Presidente Jair BolsonaroEDU ANDRADE/Fatopress / ESTADÃO CONTEÚDO
Por MARTHA IMENES
As ações de enfrentamento à pandemia do coronavírus, ou falta delas, levaram o PDT a denunciar o presidente Jair Bolsonaro ao Tribunal Penal Internacional, em Haia. O presidente brasileiro é acusado de crimes contra a humanidade por suas falas atravessadas sobre medidas de isolamento e pela ingerência na saúde pública. O Tribunal informou ontem que começou a analisar uma denúncia apresentada contra mandatário brasileiro e sua condução da crise do coronavírus no Brasil, detalhada a partir de uma representação do PDT na Corte Internacional.

De acordo com a denúncia, Bolsonaro tem contrariado e atrapalhado recomendações globais para reduzir a velocidade de contágio entre os brasileiros, o que teria trazido o Brasil para a situação de mais de 37 mil mortos e 700 mil casos confirmados da doença.

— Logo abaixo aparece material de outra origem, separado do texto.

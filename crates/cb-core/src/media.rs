//! # Media metadata
//!
//! Confession media is stored as loosely-typed JSON: depending on the writer
//! it is either a JSON array or a string holding an encoded array. It is
//! decoded once here, at the store boundary, and anything unreadable becomes
//! an empty list.

use serde::{Deserialize, Serialize};
use serde_json::Value;

#[derive(Debug, Clone, Copy, PartialEq, Eq, Serialize, Deserialize)]
#[serde(rename_all = "lowercase")]
pub enum MediaKind {
    Image,
    Video,
}

impl MediaKind {
    /// Only `image/*` and `video/*` uploads are accepted.
    pub fn from_mime(content_type: &str) -> Option<Self> {
        let top = content_type.split('/').next()?.trim().to_ascii_lowercase();
        match top.as_str() {
            "image" => Some(MediaKind::Image),
            "video" => Some(MediaKind::Video),
            _ => None,
        }
    }
}

#[derive(Debug, Clone, PartialEq, Eq, Serialize, Deserialize)]
pub struct MediaItem {
    pub url: String,
    #[serde(rename = "type")]
    pub kind: MediaKind,
}

#[derive(Deserialize)]
#[serde(untagged)]
enum RawMedia {
    Items(Vec<MediaItem>),
    Encoded(String),
}

/// Decodes a stored media value of either shape.
pub fn decode_media(value: &Value) -> Vec<MediaItem> {
    match serde_json::from_value::<RawMedia>(value.clone()) {
        Ok(RawMedia::Items(items)) => items,
        Ok(RawMedia::Encoded(text)) => serde_json::from_str(&text).unwrap_or_default(),
        Err(_) => Vec::new(),
    }
}

/// Decodes a TEXT column. `NULL`, blank and malformed values yield no media.
pub fn decode_media_column(raw: Option<&str>) -> Vec<MediaItem> {
    let Some(raw) = raw.filter(|r| !r.trim().is_empty()) else {
        return Vec::new();
    };
    serde_json::from_str::<Value>(raw)
        .map(|value| decode_media(&value))
        .unwrap_or_default()
}

pub fn encode_media(items: &[MediaItem]) -> String {
    serde_json::to_string(items).unwrap_or_else(|_| "[]".to_string())
}
//! # cb-services
//!
//! Session-level orchestration over the cb-core ports: identity resolution,
//! reaction toggling, feed and thread reads, and validated submissions.

pub mod feed;
pub mod identity;
pub mod reactions;
pub mod session;
pub mod submission;

pub use feed::{FeedService, FeedSort, DEFAULT_PAGE_SIZE};
pub use identity::{IdentityResolver, RandomIdSource, Resolution, ResolutionSource, ResolverConfig};
pub use reactions::{next_state, ReactionChange, ReactionCoordinator};
pub use session::{RefreshTarget, RequestGuard, RequestTicket, Session};
pub use submission::{Attachment, ConfessionDraft, SubmissionLimits};
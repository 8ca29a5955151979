use std::collections::BTreeMap;

use super::rules::{CompiledRule, MatchError, WatchContainerSpec};
use super::Container;

/// Label (checked first) and environment variable naming a container's
/// domain.
pub const DEFAULT_DOMAIN_KEY: &str = "DASH_DOMAIN";

#[derive(Debug, Clone, PartialEq, Eq)]
pub struct Classification {
    pub domain: String,
    pub service: String,
}

impl Classification {
    /// Key of the service in the tracker.
    pub fn key(&self) -> String {
        service_key(&self.domain, &self.service)
    }
}

/// Qualified `domain/service` name. Services are tracked under this key so
/// equally named services of different domains never share state.
pub fn service_key(domain: &str, service: &str) -> String {
    format!("{domain}/{service}")
}

/// Classifies containers into (domain, service) pairs.
///
/// Rules are evaluated in registration order within a domain and domains in
/// name order; the first match wins. Overlapping rules are not detected.
#[derive(Debug)]
pub struct DiscoveryContainerMatcher {
    domain_label: String,
    domain_env: String,
    rules: BTreeMap<String, Vec<(String, CompiledRule)>>,
}

impl Default for DiscoveryContainerMatcher {
    fn default() -> Self {
        Self::new(DEFAULT_DOMAIN_KEY, DEFAULT_DOMAIN_KEY)
    }
}

impl DiscoveryContainerMatcher {
    pub fn new(domain_label: impl Into<String>, domain_env: impl Into<String>) -> Self {
        Self {
            domain_label: domain_label.into(),
            domain_env: domain_env.into(),
            rules: BTreeMap::new(),
        }
    }

    pub fn add_rule(
        &mut self,
        domain: &str,
        service: &str,
        spec: &WatchContainerSpec,
    ) -> Result<(), MatchError> {
        let compiled = CompiledRule::new(spec)?;
        let rules = self.rules.entry(domain.to_string()).or_default();
        if rules.iter().any(|(s, _)| s == service) {
            return Err(MatchError::Duplicate {
                domain: domain.to_string(),
                service: service.to_string(),
            });
        }
        rules.push((service.to_string(), compiled));
        Ok(())
    }

    /// Domain a container declares for itself, if any.
    pub fn domain_of<'a>(&self, container: &'a Container) -> Option<&'a str> {
        container
            .labels
            .get(&self.domain_label)
            .map(String::as_str)
            .or_else(|| container.env_value(&self.domain_env))
            .filter(|domain| !domain.is_empty())
    }

    pub fn match_container(&self, container: &Container) -> Option<Classification> {
        match self.domain_of(container) {
            Some(domain) => {
                let rules = self.rules.get(domain)?;
                Self::first_match(domain, rules, container)
            }
            None => self
                .rules
                .iter()
                .find_map(|(domain, rules)| Self::first_match(domain, rules, container)),
        }
    }

    fn first_match(
        domain: &str,
        rules: &[(String, CompiledRule)],
        container: &Container,
    ) -> Option<Classification> {
        rules
            .iter()
            .find(|(_, rule)| rule.matches(container))
            .map(|(service, _)| Classification {
                domain: domain.to_string(),
                service: service.clone(),
            })
    }
}

#[cfg(test)]
mod tests {
    use super::*;
    use crate::discovery::rules::{ImageSpec, MatchContainerRule, RuleUnion};
    use std::collections::HashMap;

    fn spec(repository: &str, service_label: Option<&str>) -> WatchContainerSpec {
        WatchContainerSpec {
            qualify_tag: None,
            rule: MatchContainerRule {
                image: ImageSpec {
                    repository: repository.to_string(),
                    tag: None,
                },
                port: None,
                match_all: service_label
                    .map(|s| {
                        vec![RuleUnion {
                            labels: HashMap::from([(
                                "DASH_SERVICE".to_string(),
                                s.to_string(),
                            )]),
                            ..Default::default()
                        }]
                    })
                    .unwrap_or_default(),
                match_first: vec![],
            },
        }
    }

    fn matcher() -> DiscoveryContainerMatcher {
        let mut matcher = DiscoveryContainerMatcher::default();
        matcher
            .add_rule("ops", "infradash", &spec("infradash/infradash", Some("infradash")))
            .unwrap();
        matcher
            .add_rule("ops", "proxy", &spec("infradash/proxy", None))
            .unwrap();
        matcher
            .add_rule("prod", "infradash", &spec("infradash/infradash", None))
            .unwrap();
        matcher
    }

    fn container(image: &str, labels: &[(&str, &str)], env: &[&str]) -> Container {
        Container {
            id: "110".to_string(),
            image: image.to_string(),
            labels: labels
                .iter()
                .map(|(k, v)| (k.to_string(), v.to_string()))
                .collect(),
            env: env.iter().map(|e| e.to_string()).collect(),
            ..Default::default()
        }
    }

    #[test]
    fn test_domain_from_label_wins_over_env() {
        let matcher = matcher();
        let c = container(
            "infradash/infradash:develop-1.1",
            &[("DASH_DOMAIN", "prod")],
            &["DASH_DOMAIN=ops"],
        );
        assert_eq!(matcher.domain_of(&c), Some("prod"));
        assert_eq!(
            matcher.match_container(&c),
            Some(Classification {
                domain: "prod".to_string(),
                service: "infradash".to_string()
            })
        );
    }

    #[test]
    fn test_domain_from_env() {
        let matcher = matcher();
        let c = container("infradash/proxy:1.0", &[], &["DASH_DOMAIN=ops"]);
        assert_eq!(
            matcher.match_container(&c).map(|c| c.service),
            Some("proxy".to_string())
        );
    }

    #[test]
    fn test_declared_domain_restricts_rules() {
        let matcher = matcher();
        let c = container("infradash/proxy:1.0", &[("DASH_DOMAIN", "prod")], &[]);
        assert_eq!(matcher.match_container(&c), None);

        let unknown = container("infradash/proxy:1.0", &[("DASH_DOMAIN", "qa")], &[]);
        assert_eq!(matcher.match_container(&unknown), None);
    }

    #[test]
    fn test_without_domain_all_rules_are_scanned() {
        let matcher = matcher();
        let labelled = container(
            "infradash/infradash:develop-1.1",
            &[("DASH_SERVICE", "infradash")],
            &[],
        );
        // "ops" sorts before "prod"
        assert_eq!(
            matcher.match_container(&labelled).map(|c| c.domain),
            Some("ops".to_string())
        );

        let bare = container("infradash/infradash:develop-1.1", &[], &[]);
        assert_eq!(
            matcher.match_container(&bare).map(|c| c.domain),
            Some("prod".to_string())
        );

        let stranger = container("nginx:latest", &[], &[]);
        assert_eq!(matcher.match_container(&stranger), None);
    }

    #[test]
    fn test_duplicate_rule_is_rejected() {
        let mut matcher = matcher();
        let err = matcher
            .add_rule("ops", "proxy", &spec("infradash/proxy", None))
            .unwrap_err();
        assert!(matches!(err, MatchError::Duplicate { .. }));
    }
}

Entre as evidências apresentadas estão frases como a classificação da pandemia como uma "gripezinha", a campanha "O Brasil não pode parar", que depois foi retirada de divulgação dos meios oficiais do governo, a participação frequente de Bolsonaro em atos com caráter antidemocrático, com faixas e bandeiras com pedidos de intervenção militar, fechamento do Supremo Tribunal Federal (STF) e do Congresso, assim como a sua presença em lanchonetes ou feiras abertas, que causaram aglomeração contrariando as recomendações sanitárias da Organização Mundial de Saúde (OMS), como o distanciamento e isolamento social, por exemplo.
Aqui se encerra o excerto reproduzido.